Retype every record that appears below, unchanged.

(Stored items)
»»

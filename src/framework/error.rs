//! # Framework Errors
//!
//! Errors raised by the actor plumbing itself. A missing record is never an error:
//! lookups return `Option` instead.

/// Errors that can occur within the actor framework itself.
#[derive(Debug, thiserror::Error)]
pub enum FrameworkError {
    #[error("Actor closed")]
    ActorClosed,
    #[error("Actor dropped response channel")]
    ActorDropped,
    #[error("Entity error: {0}")]
    EntityError(Box<dyn std::error::Error + Send + Sync>),
}
//! Type-safe wrappers around [`ResourceClient`](crate::framework::ResourceClient).

pub mod actor_client;
pub mod product_client;

pub use actor_client::*;
pub use product_client::*;
use crate::clients::actor_client::ActorClient;
use crate::framework::{FrameworkError, ResourceClient};
use crate::model::{Product, ProductUpdate};
use crate::product_actor::ProductError;
use async_trait::async_trait;
use tracing::{debug, instrument};

/// Client for interacting with the Product actor.
#[derive(Clone)]
pub struct ProductClient {
    inner: ResourceClient<Product>,
}

impl ProductClient {
    pub fn new(inner: ResourceClient<Product>) -> Self {
        Self { inner }
    }

    /// Stores `product` under its id, overwriting any existing record in full.
    ///
    /// Returns the record that was replaced, if there was one.
    #[instrument(skip(self, product), fields(id = %product.id))]
    pub async fn create_product(&self, product: Product) -> Result<Option<Product>, ProductError> {
        debug!(?product, "create_product called");
        self.inner.put(product).await.map_err(Self::map_error)
    }

    /// Replaces `name` and `quantity` of the product stored under `id` in one
    /// atomic step. Returns `None` when no such product exists.
    #[instrument(skip(self, update))]
    pub async fn update_product(
        &self,
        id: String,
        update: ProductUpdate,
    ) -> Result<Option<Product>, ProductError> {
        debug!(?update, "update_product called");
        self.inner.update(id, update).await.map_err(Self::map_error)
    }
}

#[async_trait]
impl ActorClient<Product> for ProductClient {
    type Error = ProductError;

    fn inner(&self) -> &ResourceClient<Product> {
        &self.inner
    }

    fn map_error(e: FrameworkError) -> Self::Error {
        match e {
            FrameworkError::EntityError(source) => match source.downcast::<ProductError>() {
                Ok(err) => *err,
                Err(other) => ProductError::ActorCommunicationError(other.to_string()),
            },
            other => ProductError::ActorCommunicationError(other.to_string()),
        }
    }
}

««

= REPLY TO THE EXERCISE =
filename src/framework/error.rs
//! # Framework Errors
//!
//! Errors raised by the actor plumbing itself. A missing record is never an error:
//! lookups return `Option` instead.

/// Errors that can occur within the actor framework itself.
#[derive(Debug, thiserror::Error)]
pub enum FrameworkError {
    #[error("Actor closed")]
    ActorClosed,
    #[error("Actor dropped response channel")]
    ActorDropped,
    #[error("Entity error: {0}")]
    EntityError(Box<dyn std::error::Error + Send + Sync>),
}
//! Type-safe wrappers around [`ResourceClient`](crate::framework::ResourceClient).

pub mod actor_client;
pub mod product_client;

pub use actor_client::*;
pub use product_client::*;
use crate::clients::actor_client::ActorClient;
use crate::framework::{FrameworkError, ResourceClient};
use crate::model::{Product, ProductUpdate};
use crate::product_actor::ProductError;
use async_trait::async_trait;
use tracing::{debug, instrument};

/// Client for interacting with the Product actor.
#[derive(Clone)]
pub struct ProductClient {
    inner: ResourceClient<Product>,
}

impl ProductClient {
    pub fn new(inner: ResourceClient<Product>) -> Self {
        Self { inner }
    }

    /// Stores `product` under its id, overwriting any existing record in full.
    ///
    /// Returns the record that was replaced, if there was one.
    #[instrument(skip(self, product), fields(id = %product.id))]
    pub async fn create_product(&self, product: Product) -> Result<Option<Product>, ProductError> {
        debug!(?product, "create_product called");
        self.inner.put(product).await.map_err(Self::map_error)
    }

    /// Replaces `name` and `quantity` of the product stored under `id` in one
    /// atomic step. Returns `None` when no such product exists.
    #[instrument(skip(self, update))]
    pub async fn update_product(
        &self,
        id: String,
        update: ProductUpdate,
    ) -> Result<Option<Product>, ProductError> {
        debug!(?update, "update_product called");
        self.inner.update(id, update).await.map_err(Self::map_error)
    }
}

#[async_trait]
impl ActorClient<Product> for ProductClient {
    type Error = ProductError;

    fn inner(&self) -> &ResourceClient<Product> {
        &self.inner
    }

    fn map_error(e: FrameworkError) -> Self::Error {
        match e {
            FrameworkError::EntityError(source) => match source.downcast::<ProductError>() {
                Ok(err) => *err,
                Err(other) => ProductError::ActorCommunicationError(other.to_string()),
            },
            other => ProductError::ActorCommunicationError(other.to_string()),
        }
    }
}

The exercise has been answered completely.